Entretien réalisé avec Ana Mendoza Aldana et Claire Le Restif

 

Si l’on a très tôt cantonné « l’Albertine » de Proust à un Albert ou un Alfred masqué en femme, comme le souligne Claire Le Restif, le Crédac se saisit de l’occasion du centenaire de la mort du créateur pour redéfinir les frontières et la géographie du désir de ce personnage qui reste insaisissable. Si Proust fait d’Albertine sa prisonnière, elle ne cesse de lui échapper, devenant par sa sexualité un symbole de rupture face aux assignations dominantes, tout comme les artistes convoqué.e.s par Ana Mendoza Aladana, commissaire d’une exposition collective qui mêle sources littéraires, narration fantasmée et revendications identitaires. Entre l’espace domestique de la chambre, et l’on songe autant à Chantal Akerman qu’à Virginia Woolf (une chambre à soi), au miroir réfléchissant qui fait du spectateur un voyeur jusqu’aux hétérotopies de la résistance LGBTQI+. De la lumière à l’opacité, de l’intérieur à l’extérieur, une traversée subtile comme une révolution de velours pour un monument de la littérature passé au crible des gender studies.

Quelle est l’origine et l’ambition première de l’exposition ?

Claire Le Restif. Une génération d’artistes, de chercheurs et de curateurs dont fait partie Ana Mendoza Aldana et moi-même comme directrice d’institution, assument aujourd’hui la nécessité d’affronter les exclusions structurelles.

Le projet d’Ana me semblait passionnant à ce titre, mais aussi car non sans humour il saisit le centenaire de la mort de Proust pour lequel rares sont les projets qui aborde le personnage d’Albertine et encore moins son lesbiannisme.

Pour reprendre les mots de Monique Wittige qui elle sera célébrée en 2023 dans son introduction à « La Pensée Straight » : « la seule chose à faire est donc de se considérer ici même comme une fugitive, une esclave en fuite, une lesbienne ».

Comment l’avez-vous imaginé à deux ?

AMA. C’est pendant un an que ce projet a progressivement pris la forme d’une exposition. Il s’agissait à l’origine d’une sorte d’obsession personnelle de ne trouver nulle part retranscrite l’expérience que je faisais de la lecture d’À la recherche du temps perdu : c’est-à-dire, d’y découvrir un grand érotisme et un univers où les amours homosexuels peu à peu dominent.

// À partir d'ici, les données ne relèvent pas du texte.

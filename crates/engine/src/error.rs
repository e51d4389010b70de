//! Error types for the runtime environment

/// Error type for target location and environment access
#[derive(Debug, thiserror::Error)]
pub enum EnvironmentError {
    /// The locator has no address for this target
    #[error("Target not found: {0}")]
    TargetNotFound(String),

    /// The locator resolved the target to a null address
    #[error("Locator returned null for: {0}")]
    NullPointer(String),

    /// No accessor is registered for this interface, or it returned null
    #[error("Interface not available: {0}")]
    InterfaceUnavailable(String),

    /// A session was started while another one is still active
    #[error("Session already active")]
    SessionAlreadyActive,
}
//! Versioned virtual table layouts
//!
//! Slot numbers for the virtual methods we intercept, one table per engine
//! type. Each table records the interface version its numbers were taken
//! from; a new engine build that reorders virtuals needs a new table, not a
//! pointer-to-member decode at runtime.

use crate::versions;

/// Index into a virtual dispatch table
#[derive(Debug, Clone, Copy, PartialEq, Eq, Hash, PartialOrd, Ord)]
pub struct VTableSlot(usize);

impl VTableSlot {
    pub const fn new(index: usize) -> Self {
        Self(index)
    }

    /// Numeric slot index
    pub const fn index(self) -> usize {
        self.0
    }

    /// Offset of the slot from the start of the table in bytes
    pub const fn byte_offset(self) -> usize {
        self.0 * std::mem::size_of::<usize>()
    }
}

impl std::fmt::Display for VTableSlot {
    fn fmt(&self, f: &mut std::fmt::Formatter<'_>) -> std::fmt::Result {
        write!(f, "slot[{}]", self.0)
    }
}

/// Vtable entries occupied by a virtual destructor
///
/// MSVC emits a single scalar deleting destructor, the Itanium ABI emits
/// the complete and deleting destructors.
#[cfg(windows)]
pub const DESTRUCTOR_SLOTS: usize = 1;

#[cfg(not(windows))]
pub const DESTRUCTOR_SLOTS: usize = 2;

/// Slot table for one engine type
pub trait VTableLayout {
    /// Interface version the slot numbers were taken from
    const VERSION: &'static str;

    /// Number of entries in the table, when known
    const SLOT_COUNT: Option<usize> = None;
}

/// `IVEngineClient013` (no virtual destructor)
pub struct EngineClientVTable;

impl EngineClientVTable {
    pub const GET_PLAYER_INFO: VTableSlot = VTableSlot::new(8);
}

impl VTableLayout for EngineClientVTable {
    const VERSION: &'static str = versions::ENGINE_CLIENT;
}

/// `IClientEngineTools` (derives `IBaseInterface`, destructor first)
pub struct ClientEngineToolsVTable;

impl ClientEngineToolsVTable {
    pub const SETUP_ENGINE_VIEW: VTableSlot = VTableSlot::new(DESTRUCTOR_SLOTS + 8);
    pub const IS_THIRD_PERSON_CAMERA: VTableSlot = VTableSlot::new(DESTRUCTOR_SLOTS + 12);
    pub const IN_TOOL_MODE: VTableSlot = VTableSlot::new(DESTRUCTOR_SLOTS + 13);
}

impl VTableLayout for ClientEngineToolsVTable {
    const VERSION: &'static str = versions::CLIENT_ENGINE_TOOLS;
    const SLOT_COUNT: Option<usize> = Some(DESTRUCTOR_SLOTS + 14);
}

/// `IGameEventManager2` (derives `IBaseInterface`, destructor first)
pub struct GameEventManagerVTable;

impl GameEventManagerVTable {
    pub const FIRE_EVENT: VTableSlot = VTableSlot::new(DESTRUCTOR_SLOTS + 6);
    pub const FIRE_EVENT_CLIENT_SIDE: VTableSlot = VTableSlot::new(DESTRUCTOR_SLOTS + 7);
}

impl VTableLayout for GameEventManagerVTable {
    const VERSION: &'static str = versions::GAME_EVENT_MANAGER;
}

#[cfg(test)]
mod tests {
    use super::*;

    #[test]
    fn test_slot_byte_offset() {
        let slot = VTableSlot::new(3);
        assert_eq!(slot.byte_offset(), 3 * std::mem::size_of::<usize>());
        assert_eq!(slot.to_string(), "slot[3]");
    }

    #[test]
    fn test_tool_slots_follow_destructor() {
        assert!(ClientEngineToolsVTable::SETUP_ENGINE_VIEW.index() >= DESTRUCTOR_SLOTS);
        assert!(
            ClientEngineToolsVTable::IN_TOOL_MODE.index()
                < ClientEngineToolsVTable::SLOT_COUNT.unwrap()
        );
    }
}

Puis sont venus le film La Captive de Chantal Akerman (adaptation du tome V de La recherche) et des écrits de certaines chercheuses (Monique Wittig et son essai « Le Cheval de Troie » ou encore Eve Kosofsky Sedwick et « Proust and the Spectacle of the Closet », et enfin « Proust lesbien » d’Elisabeth Ladenson) : toutes des productions filmiques ou écrites par des femmes lesbiennes qui semblaient être les seules à s’intéresser au personnage d’Albertine et à vouloir y voir autre chose qu’un « homme travesti en femme » ou qu’une histoire de « transposition ».

Les questions de genre trouvant écho dans le travail d’artistes contemporain·es qui m’intéressent depuis quelque temps, tout comme la question de se construire une identité, de s’auto-définir, de mêler intime et politique, le projet a fini par prendre la forme d’une exposition.

Claire Le Restif a soutenu et accompagné le projet depuis ses débuts, qui je crois trouve une place assez logique dans la programmation qu’elle a l’ambition de développer au Crédac depuis longtemps. Elle a pensé avec moi également que les photographies pornographiques des années 1920, montrées dans la première salle, en provenance de l’excellente galerie Au bonheur du jour – Nicole Canet étaient essentielles afin de proposer une fiction avec des éléments pourtant extraits du réel même si ici, détournés.

Outre le défi de transposer un personnage de fiction littéraire, vous relevez le défi d’une relecture d’Albertine, débarrassée du male gaze : quels principes vous ont guidé ?

AMA. Le texte proustien lui-même en premier lieu, qui propose un portrait beaucoup plus ouvert d’Albertine que certains critiques ont voulu le faire croire : une Albertine dont l’essence même est l’évanescence et l’impossibilité d’être cernée. Ensuite, les textes des chercheuses précédemment citées qui apportent une réflexion profonde à partir des gender studies. Enfin, via les œuvres des artistes dont nous présentons le travail dans l’exposition, afin de proposer en filigrane une image de la femme lesbienne par la femme lesbienne, allant des figures ultra-féminines de Marie Laurencin, aux personnages androgynes de Lena Vandrey ou de Pauline Boudry / Renate Lorenz, aux femmes bodybuildées de G.B. Jones, jusqu’aux portraits plus abstraits tels qu’on peut interpréter les sculptures de Cécile Bouffard, et enfin, les autoportraits très intimes de Chantal Akerman et de Tirdad Hashemi et sa compagne Soufia Erfanian.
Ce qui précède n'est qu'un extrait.